● Data for the task:
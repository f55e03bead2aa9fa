use common::hal::PortIndex;
use common::protocol::DeviceType;

/// 上行口序号（朝向上位机）
pub const UPLINK_PORT: PortIndex = 0;
/// 下行口数量上限
pub const MAX_DOWNLINK_PORTS: usize = 8;
/// 每个下行口后面最多挂接的设备数（含级联中继）
pub const MAX_DEVICES_PER_PORT: usize = 4;
/// 设备目录容量，按所有下行口的最坏情况计算
pub const DIRECTORY_CAPACITY: usize = MAX_DOWNLINK_PORTS * MAX_DEVICES_PER_PORT;
/// 发送队列字节数
pub const SEND_QUEUE_CAPACITY: usize = 1024;
/// 板载继电器数量
pub const RELAY_COUNT: u8 = 2;

/// 运行时配置
#[derive(Debug, Clone, Copy, PartialEq, Eq)]
#[cfg_attr(feature = "defmt", derive(defmt::Format))]
pub struct ExpanderConfig {
    /// 应答 WHOAMI 时上报的设备类型
    pub device_type: DeviceType,
    /// 接收超时后丢弃半帧并重新等待帧头
    pub recover_on_timeout: bool,
}

impl Default for ExpanderConfig {
    fn default() -> Self {
        Self {
            device_type: DeviceType::Expander,
            recover_on_timeout: true,
        }
    }
}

● Work order: Could you give again exactly the lines from the line containing "pub const SEND_QUEUE_CAPACITY: usize = 1024;" through the final line of the data above, and no others?

● Solution:
pub const SEND_QUEUE_CAPACITY: usize = 1024;
/// 板载继电器数量
pub const RELAY_COUNT: u8 = 2;

/// 运行时配置
#[derive(Debug, Clone, Copy, PartialEq, Eq)]
#[cfg_attr(feature = "defmt", derive(defmt::Format))]
pub struct ExpanderConfig {
    /// 应答 WHOAMI 时上报的设备类型
    pub device_type: DeviceType,
    /// 接收超时后丢弃半帧并重新等待帧头
    pub recover_on_timeout: bool,
}

impl Default for ExpanderConfig {
    fn default() -> Self {
        Self {
            device_type: DeviceType::Expander,
            recover_on_timeout: true,
        }
    }
}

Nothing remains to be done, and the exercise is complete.